[Exercise]: Write the records out again, precisely as they stand.

[Stored data]
^^^^^^^^^^^^^^^^

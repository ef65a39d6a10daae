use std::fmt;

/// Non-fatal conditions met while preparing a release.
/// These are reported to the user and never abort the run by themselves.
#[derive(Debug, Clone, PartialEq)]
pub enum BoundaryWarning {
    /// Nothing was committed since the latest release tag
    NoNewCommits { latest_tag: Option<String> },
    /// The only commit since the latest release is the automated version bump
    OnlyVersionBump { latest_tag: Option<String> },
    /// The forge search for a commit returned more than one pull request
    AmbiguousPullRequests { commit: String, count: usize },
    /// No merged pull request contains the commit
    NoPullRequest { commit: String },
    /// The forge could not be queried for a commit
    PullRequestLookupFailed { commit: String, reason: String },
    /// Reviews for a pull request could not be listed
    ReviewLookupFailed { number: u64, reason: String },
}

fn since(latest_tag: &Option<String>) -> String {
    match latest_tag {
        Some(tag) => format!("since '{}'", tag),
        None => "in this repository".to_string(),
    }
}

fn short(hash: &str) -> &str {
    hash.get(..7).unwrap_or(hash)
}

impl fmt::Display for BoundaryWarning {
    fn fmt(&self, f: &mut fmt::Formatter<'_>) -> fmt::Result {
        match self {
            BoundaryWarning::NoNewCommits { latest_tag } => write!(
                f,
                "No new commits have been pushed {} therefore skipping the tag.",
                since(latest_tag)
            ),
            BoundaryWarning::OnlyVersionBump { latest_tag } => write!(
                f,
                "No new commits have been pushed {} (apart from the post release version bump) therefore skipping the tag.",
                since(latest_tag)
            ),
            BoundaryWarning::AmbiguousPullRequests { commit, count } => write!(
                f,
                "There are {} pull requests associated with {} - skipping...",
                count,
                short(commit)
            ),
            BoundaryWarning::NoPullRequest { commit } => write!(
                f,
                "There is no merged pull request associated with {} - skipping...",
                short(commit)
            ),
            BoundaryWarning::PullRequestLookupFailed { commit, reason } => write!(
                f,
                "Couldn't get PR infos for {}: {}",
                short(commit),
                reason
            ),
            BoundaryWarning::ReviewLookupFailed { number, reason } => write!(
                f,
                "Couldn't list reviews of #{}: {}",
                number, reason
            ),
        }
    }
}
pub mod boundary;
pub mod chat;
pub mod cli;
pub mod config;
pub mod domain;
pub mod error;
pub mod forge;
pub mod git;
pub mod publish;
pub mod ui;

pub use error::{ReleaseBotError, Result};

^^^^^^^^^^^^^^^^

[Your response]:
repository ef65a39d6a10daae
use std::fmt;

/// Non-fatal conditions met while preparing a release.
/// These are reported to the user and never abort the run by themselves.
#[derive(Debug, Clone, PartialEq)]
pub enum BoundaryWarning {
    /// Nothing was committed since the latest release tag
    NoNewCommits { latest_tag: Option<String> },
    /// The only commit since the latest release is the automated version bump
    OnlyVersionBump { latest_tag: Option<String> },
    /// The forge search for a commit returned more than one pull request
    AmbiguousPullRequests { commit: String, count: usize },
    /// No merged pull request contains the commit
    NoPullRequest { commit: String },
    /// The forge could not be queried for a commit
    PullRequestLookupFailed { commit: String, reason: String },
    /// Reviews for a pull request could not be listed
    ReviewLookupFailed { number: u64, reason: String },
}

fn since(latest_tag: &Option<String>) -> String {
    match latest_tag {
        Some(tag) => format!("since '{}'", tag),
        None => "in this repository".to_string(),
    }
}

fn short(hash: &str) -> &str {
    hash.get(..7).unwrap_or(hash)
}

impl fmt::Display for BoundaryWarning {
    fn fmt(&self, f: &mut fmt::Formatter<'_>) -> fmt::Result {
        match self {
            BoundaryWarning::NoNewCommits { latest_tag } => write!(
                f,
                "No new commits have been pushed {} therefore skipping the tag.",
                since(latest_tag)
            ),
            BoundaryWarning::OnlyVersionBump { latest_tag } => write!(
                f,
                "No new commits have been pushed {} (apart from the post release version bump) therefore skipping the tag.",
                since(latest_tag)
            ),
            BoundaryWarning::AmbiguousPullRequests { commit, count } => write!(
                f,
                "There are {} pull requests associated with {} - skipping...",
                count,
                short(commit)
            ),
            BoundaryWarning::NoPullRequest { commit } => write!(
                f,
                "There is no merged pull request associated with {} - skipping...",
                short(commit)
            ),
            BoundaryWarning::PullRequestLookupFailed { commit, reason } => write!(
                f,
                "Couldn't get PR infos for {}: {}",
                short(commit),
                reason
            ),
            BoundaryWarning::ReviewLookupFailed { number, reason } => write!(
                f,
                "Couldn't list reviews of #{}: {}",
                number, reason
            ),
        }
    }
}
pub mod boundary;
pub mod chat;
pub mod cli;
pub mod config;
pub mod domain;
pub mod error;
pub mod forge;
pub mod git;
pub mod publish;
pub mod ui;

pub use error::{ReleaseBotError, Result};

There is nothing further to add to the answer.